* _Instructions for the task_
Each line from the one containing "let scoped = current_request_id().map(|rid|" through the last line of the material below is to be transcribed exactly, with nothing else included.

(Available data)

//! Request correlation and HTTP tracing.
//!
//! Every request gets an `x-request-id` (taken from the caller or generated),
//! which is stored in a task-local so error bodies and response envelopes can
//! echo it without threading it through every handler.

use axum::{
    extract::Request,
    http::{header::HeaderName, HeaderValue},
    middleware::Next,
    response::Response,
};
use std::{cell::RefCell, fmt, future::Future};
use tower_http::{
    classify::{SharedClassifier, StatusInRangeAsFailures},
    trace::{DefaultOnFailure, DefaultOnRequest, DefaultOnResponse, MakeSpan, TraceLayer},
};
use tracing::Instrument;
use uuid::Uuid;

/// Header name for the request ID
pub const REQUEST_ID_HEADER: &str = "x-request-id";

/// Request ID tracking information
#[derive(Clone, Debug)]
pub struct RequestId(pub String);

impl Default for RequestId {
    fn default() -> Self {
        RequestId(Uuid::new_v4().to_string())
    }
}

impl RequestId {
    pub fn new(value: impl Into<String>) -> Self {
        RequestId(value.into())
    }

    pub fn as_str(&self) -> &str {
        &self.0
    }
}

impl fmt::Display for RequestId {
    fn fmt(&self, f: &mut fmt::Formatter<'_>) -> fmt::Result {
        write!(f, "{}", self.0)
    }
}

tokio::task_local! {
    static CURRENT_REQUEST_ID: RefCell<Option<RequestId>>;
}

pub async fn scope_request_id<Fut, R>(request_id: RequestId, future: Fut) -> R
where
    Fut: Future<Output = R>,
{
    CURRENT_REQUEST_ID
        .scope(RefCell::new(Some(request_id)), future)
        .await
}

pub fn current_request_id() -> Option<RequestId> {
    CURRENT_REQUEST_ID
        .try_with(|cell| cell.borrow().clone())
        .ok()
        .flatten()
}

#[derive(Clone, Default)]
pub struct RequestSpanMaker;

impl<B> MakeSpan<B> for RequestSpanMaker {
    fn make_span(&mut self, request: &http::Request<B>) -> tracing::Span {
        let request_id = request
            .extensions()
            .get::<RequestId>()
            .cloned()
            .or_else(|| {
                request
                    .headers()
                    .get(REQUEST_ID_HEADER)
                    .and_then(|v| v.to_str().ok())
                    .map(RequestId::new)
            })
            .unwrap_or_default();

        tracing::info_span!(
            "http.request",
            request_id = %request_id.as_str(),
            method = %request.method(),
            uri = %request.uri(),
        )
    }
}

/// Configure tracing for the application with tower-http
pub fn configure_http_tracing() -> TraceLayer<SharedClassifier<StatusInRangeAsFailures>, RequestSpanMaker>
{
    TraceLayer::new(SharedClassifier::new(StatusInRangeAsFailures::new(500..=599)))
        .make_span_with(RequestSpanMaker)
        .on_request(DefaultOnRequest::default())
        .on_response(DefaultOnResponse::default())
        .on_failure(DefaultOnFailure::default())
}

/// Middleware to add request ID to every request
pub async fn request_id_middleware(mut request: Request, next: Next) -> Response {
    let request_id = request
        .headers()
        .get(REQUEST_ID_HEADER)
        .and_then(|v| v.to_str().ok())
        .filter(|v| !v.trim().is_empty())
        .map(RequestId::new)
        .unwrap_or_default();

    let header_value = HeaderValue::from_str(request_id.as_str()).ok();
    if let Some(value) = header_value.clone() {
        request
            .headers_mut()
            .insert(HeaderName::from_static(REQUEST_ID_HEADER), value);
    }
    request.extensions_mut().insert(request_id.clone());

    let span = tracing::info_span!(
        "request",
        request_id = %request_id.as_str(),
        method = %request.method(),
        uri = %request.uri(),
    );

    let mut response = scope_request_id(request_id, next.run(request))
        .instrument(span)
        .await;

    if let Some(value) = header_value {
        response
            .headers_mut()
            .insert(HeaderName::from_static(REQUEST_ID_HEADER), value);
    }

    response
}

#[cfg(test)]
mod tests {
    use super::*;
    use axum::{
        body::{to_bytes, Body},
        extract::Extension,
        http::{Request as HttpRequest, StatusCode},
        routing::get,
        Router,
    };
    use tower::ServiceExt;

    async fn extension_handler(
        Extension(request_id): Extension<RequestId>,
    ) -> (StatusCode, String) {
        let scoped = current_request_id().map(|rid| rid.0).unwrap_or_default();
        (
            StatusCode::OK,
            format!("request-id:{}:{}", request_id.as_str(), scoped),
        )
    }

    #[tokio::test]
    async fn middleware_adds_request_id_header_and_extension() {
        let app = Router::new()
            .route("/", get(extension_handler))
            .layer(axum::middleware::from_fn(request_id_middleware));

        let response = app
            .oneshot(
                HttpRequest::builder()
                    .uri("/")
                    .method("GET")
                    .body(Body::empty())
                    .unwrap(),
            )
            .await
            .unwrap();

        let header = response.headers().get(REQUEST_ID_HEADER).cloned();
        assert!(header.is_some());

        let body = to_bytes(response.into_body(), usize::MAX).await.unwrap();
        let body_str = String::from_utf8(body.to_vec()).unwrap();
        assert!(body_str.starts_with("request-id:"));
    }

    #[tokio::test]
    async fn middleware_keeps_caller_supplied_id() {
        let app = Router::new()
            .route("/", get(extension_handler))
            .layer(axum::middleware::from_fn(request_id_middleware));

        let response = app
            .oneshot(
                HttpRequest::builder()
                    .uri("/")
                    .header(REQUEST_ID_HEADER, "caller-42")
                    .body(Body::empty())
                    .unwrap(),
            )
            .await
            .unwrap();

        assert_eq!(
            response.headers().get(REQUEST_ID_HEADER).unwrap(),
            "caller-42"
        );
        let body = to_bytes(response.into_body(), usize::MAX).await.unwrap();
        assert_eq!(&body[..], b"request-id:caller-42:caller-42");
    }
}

(End Available data)

* _Answer area_
        let scoped = current_request_id().map(|rid| rid.0).unwrap_or_default();
        (
            StatusCode::OK,
            format!("request-id:{}:{}", request_id.as_str(), scoped),
        )
    }

    #[tokio::test]
    async fn middleware_adds_request_id_header_and_extension() {
        let app = Router::new()
            .route("/", get(extension_handler))
            .layer(axum::middleware::from_fn(request_id_middleware));

        let response = app
            .oneshot(
                HttpRequest::builder()
                    .uri("/")
                    .method("GET")
                    .body(Body::empty())
                    .unwrap(),
            )
            .await
            .unwrap();

        let header = response.headers().get(REQUEST_ID_HEADER).cloned();
        assert!(header.is_some());

        let body = to_bytes(response.into_body(), usize::MAX).await.unwrap();
        let body_str = String::from_utf8(body.to_vec()).unwrap();
        assert!(body_str.starts_with("request-id:"));
    }

    #[tokio::test]
    async fn middleware_keeps_caller_supplied_id() {
        let app = Router::new()
            .route("/", get(extension_handler))
            .layer(axum::middleware::from_fn(request_id_middleware));

        let response = app
            .oneshot(
                HttpRequest::builder()
                    .uri("/")
                    .header(REQUEST_ID_HEADER, "caller-42")
                    .body(Body::empty())
                    .unwrap(),
            )
            .await
            .unwrap();

        assert_eq!(
            response.headers().get(REQUEST_ID_HEADER).unwrap(),
            "caller-42"
        );
        let body = to_bytes(response.into_body(), usize::MAX).await.unwrap();
        assert_eq!(&body[..], b"request-id:caller-42:caller-42");
    }
}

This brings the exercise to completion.